One of the big money savers comes from using a bag of dried beans; this also ensures that the beans have the right texture after several hours of simmering away. Soaking the beans does mean you need to plan ahead, but between the room in your wallet and the final result, you'll be glad you made the extra effort.

This yields a good amount of food, even if you, like myself, need a nice big serving when eating beans for dinner. Even with a few big helpings for dinner you should still be able to have enough leftover to have a good fry up in the morning.

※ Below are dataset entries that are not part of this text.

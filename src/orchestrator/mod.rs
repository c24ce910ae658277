//! Startup ordering and the three long running contexts.
//!
//! The link comes up first, then the provisioning gate runs, then the
//! publisher loads its credentials. Polling and publishing only start once
//! the gate was passed.

use log::{debug, error, info, warn};
use std::time::Duration;
use tokio::sync::watch;
use tokio::task::JoinHandle;

use crate::config::{Config, ConfigHandle};
use crate::metering_modbus::bus::BusPort;
use crate::metering_modbus::{TelemetryPoller, TelemetryReader};
use crate::models::DeviceIdentity;
use crate::mqtt::{PublisherState, SecureTelemetryPublisher};
use crate::network::{ConnectivityHandle, ConnectivityManager, LinkDriver, LinkError};
use crate::pipeline::{self, ReadingConsumer};
use crate::provisioning::{CertificateIssuer, CredentialStore, CsrFactory, ProvisioningError, ProvisioningManager};
use crate::system::{RestartHandle, RestartReason};

pub const WATCHDOG_PERIOD: Duration = Duration::from_secs(1);
pub const PUBLISH_TICK: Duration = Duration::from_secs(1);
/// Time for logs and the API to settle before a provisioned device restarts
pub const PROVISIONED_RESTART_DELAY: Duration = Duration::from_secs(2);

#[derive(Debug)]
pub enum GateOutcome {
    AlreadyProvisioned,
    Provisioned,
    Failed(ProvisioningError),
}

/// Provisioning only ever runs for a device without credentials
pub async fn provisioning_gate<F, I>(manager: &mut ProvisioningManager<F, I>, config: &Config, identity: &DeviceIdentity) -> GateOutcome
where
    F: CsrFactory + Clone + 'static,
    I: CertificateIssuer,
{
    if manager.is_provisioned() {
        info!("Device already provisioned");
        return GateOutcome::AlreadyProvisioned;
    }

    match manager.perform_provisioning(&config.issuer_url(), identity).await {
        Ok(()) => GateOutcome::Provisioned,
        Err(e) => {
            error!("Provisioning failed, retrying on next boot: {e}");
            GateOutcome::Failed(e)
        }
    }
}

pub struct Orchestrator<D, F, I, B>
where
    D: LinkDriver + 'static,
    F: CsrFactory + Clone + 'static,
    I: CertificateIssuer + 'static,
    B: BusPort + 'static,
{
    pub config: ConfigHandle,
    pub connectivity: ConnectivityManager<D>,
    pub provisioning: ProvisioningManager<F, I>,
    /// `None` when the meter bus could not be opened, polling then stays idle
    pub reader: Option<TelemetryReader<B>>,
    pub credentials: CredentialStore,
    pub restart: RestartHandle,
}

/// What the rest of the application can observe of the running contexts
pub struct Running {
    pub identity: DeviceIdentity,
    pub link: ConnectivityHandle,
    pub publisher: watch::Receiver<PublisherState>,
    pub tasks: Vec<JoinHandle<()>>,
}

impl<D, F, I, B> Orchestrator<D, F, I, B>
where
    D: LinkDriver + 'static,
    F: CsrFactory + Clone + 'static,
    I: CertificateIssuer + 'static,
    B: BusPort + 'static,
{
    pub async fn start(self) -> Result<Running, LinkError> {
        let Orchestrator { config, mut connectivity, provisioning, reader, credentials, restart } = self;

        let identity = connectivity.begin(&config.snapshot()).await?;
        let link = connectivity.handle();
        let (ready_tx, ready_rx) = watch::channel(false);

        let publisher = SecureTelemetryPublisher::new(credentials, identity.clone());
        let publisher_state = publisher.subscribe_state();
        let (producer, consumer) = pipeline::channel();

        let mut tasks = Vec::new();

        let c = config.clone();
        let id = identity.clone();
        tasks.push(tokio::spawn(async move {
            network_context(connectivity, provisioning, c, id, restart, ready_tx).await;
        }));

        let updates = config.subscribe();
        let mut ready = ready_rx.clone();
        tasks.push(tokio::spawn(async move {
            let _ = ready.wait_for(|r| *r).await;
            let reader = match reader {
                Some(r) => r,
                None => {
                    /* the producer stays alive so the publisher keeps running */
                    warn!("Meter bus unavailable, polling stays idle");
                    let _producer = producer;
                    std::future::pending::<()>().await;
                    return;
                }
            };
            if let Err(e) = TelemetryPoller::new(reader, updates, producer).start_thread().await {
                error!("Polling stopped: {e}");
            }
        }));

        let l = link.clone();
        let id = identity.clone();
        tasks.push(tokio::spawn(async move {
            publish_context(publisher, consumer, l, config, id, ready_rx).await;
        }));

        return Ok(Running { identity, link, publisher: publisher_state, tasks });
    }
}

async fn network_context<D, F, I>(
    mut connectivity: ConnectivityManager<D>,
    mut provisioning: ProvisioningManager<F, I>,
    config: ConfigHandle,
    identity: DeviceIdentity,
    restart: RestartHandle,
    ready: watch::Sender<bool>,
) where
    D: LinkDriver,
    F: CsrFactory + Clone + 'static,
    I: CertificateIssuer,
{
    let mut provisioned = false;
    if connectivity.is_link_up() {
        let outcome = provisioning_gate(&mut provisioning, &config.snapshot(), &identity).await;
        provisioned = matches!(outcome, GateOutcome::Provisioned);
    } else if !provisioning.is_provisioned() {
        warn!("No network, provisioning deferred to the next boot");
    }

    /* new credentials are only picked up by a fresh process, the other contexts stay parked */
    if provisioned {
        info!("Restarting to load the new credentials");
        tokio::time::sleep(PROVISIONED_RESTART_DELAY).await;
        restart.request(RestartReason::Provisioned);
    } else {
        ready.send_replace(true);
    }

    let mut ticker = tokio::time::interval(WATCHDOG_PERIOD);
    loop {
        tokio::select! {
            _ = ticker.tick() => connectivity.tick().await,
            Some(reply) = connectivity.next_scan_request() => connectivity.answer_scan(reply).await,
        }
    }
}

async fn publish_context(
    mut publisher: SecureTelemetryPublisher,
    mut consumer: ReadingConsumer,
    link: ConnectivityHandle,
    config: ConfigHandle,
    identity: DeviceIdentity,
    mut ready: watch::Receiver<bool>,
) {
    let _ = ready.wait_for(|r| *r).await;
    if let Err(e) = publisher.load_credentials() {
        warn!("Publisher stays idle: {e}");
    }

    let mut ticker = tokio::time::interval(PUBLISH_TICK);
    loop {
        tokio::select! {
            _ = ticker.tick() => {
                publisher.tick(&config.snapshot(), link.is_link_up()).await;
            }
            next = consumer.dequeue() => {
                let reading = match next {
                    Some(r) => r,
                    None => {
                        info!("Reading queue closed, publisher stops");
                        return;
                    }
                };
                if !link.is_link_up() {
                    warn!("Link down, dropping reading of channel {}", reading.channel);
                    continue;
                }
                if publisher.publish(&identity, &reading) {
                    debug!("Reading of channel {} sent", reading.channel);
                }
            }
        }
    }
}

Although pork has not been a part of British baked beans since rationing was in place during World War II, you can include a few slices of bacon to add some smokiness to the final product. But if you're used to the classic British bean, this version won't disappoint.

This recipe was cross-tested in 2024 and updated to guarantee the best results.

Recipe Details

British-Style Beans on Toast Recipe

Prep 15 mins Cook 3 hrs Active 30 mins Soaking Time 8 hrs Total 11 hrs 15 mins Serves 6 to 8 servings Save Print Cook Mode (Keep screen awake)

Ingredients

For the Beans:

  • 1 pound (454g) dry navy beans, picked over and rinsed

  • 5 tablespoons (50g) Diamond Crystal kosher salt, divided

  • 1 3/4 teaspoons (10g) baking soda

  • 1 medium yellow onion (8 ounces; 225g), halved

  • 1 large head garlic (1 3/4 ounce; 50g), halved crosswise

  • Five 5-inch thyme sprigs

  • 3 bay leaves

For the Sauce:

  • 6 tablespoons (85g) unsalted butter, cut into pieces, divided

  • 1 small yellow onion (6 ounces; 170g), finely chopped (about 1 cup)

  • 1/3 cup dark brown sugar (2 1/2 ounces; 70g)

  • 1/4 cup (60ml) apple cider vinegar

  • 2 tablespoons (30ml) Worcestershire sauce

  • 3 medium garlic cloves, finely chopped

  • 3/4 teaspoon kosher salt, plus more to taste

  • 1/2 teaspoon freshly ground black pepper

  • One 14.5-ounce can diced tomatoes

  • 2 cups (475ml) water

  • Six 3/4-inch-thick sourdough bread slices, toasted

  • Chopped fresh flat-leaf parsley leaves, for serving

Directions

  1. In a large bowl, cover beans with 8 1/2 cups (2L) water. Add 3 tablespoons of the salt along with the baking soda, stirring briefly to combine, then cover loosely and let soak at room temperature at least 8 and up to 12 hours. Drain the beans, then rinse well under running tap water.

  2. Bundle up onion and garlic halves, thyme sprigs, and bay leaves in cheesecloth and tie closed with kitchen twine. In a large Dutch oven, add prepared bundle along with drained beans and remaining 2 tablespoons salt. Add water to cover beans by 3 inches. Cover and bring to a boil over high. Crack the lid, reduce heat to medium, and gently simmer, stirring occasionally and skimming foam from surface as needed and adjusting heat as needed to maintain a gentle simmer, until beans are tender and creamy throughout, about 2 hours. Drain beans.

  3. For the Sauce: In a deep 12-inch stainless steel skillet,  melt 4 tablespoons butter over medium heat. Add onion and cook, stirring often, until translucent, 4 to 5 minutes. Add sugar, vinegar, Worcestershire sauce, garlic, salt, and pepper, and cook, stirring often, until reduced to a thin, syrup-like consistency, 3 to 4 minutes. Stir in diced tomatoes and water. Bring to a vigorous simmer over medium-high heat. Reduce heat to low, and continue to simmer, stirring occasionally, until flavors meld, the sauce tastes slightly sweet and tangy, and slightly thickens, about 20 minutes.

  4. Add sauce and remaining 2 tablespoons butter to a blender. Secure lid on blender, and remove center piece to allow steam to escape. Place a clean towel over opening. Blend on high speed until very smooth, about 45 seconds. Pour sauce back into skillet and gently stir in cooked Beans. Bring to a simmer over medium-high heat and simmer, stirring occasionally, until beans are coated in a thick but sauce glaze, 10 to 15 minutes. Season with salt and pepper to taste.

  5. Spoon bean mixture evenly over toasts and garnish with parsley.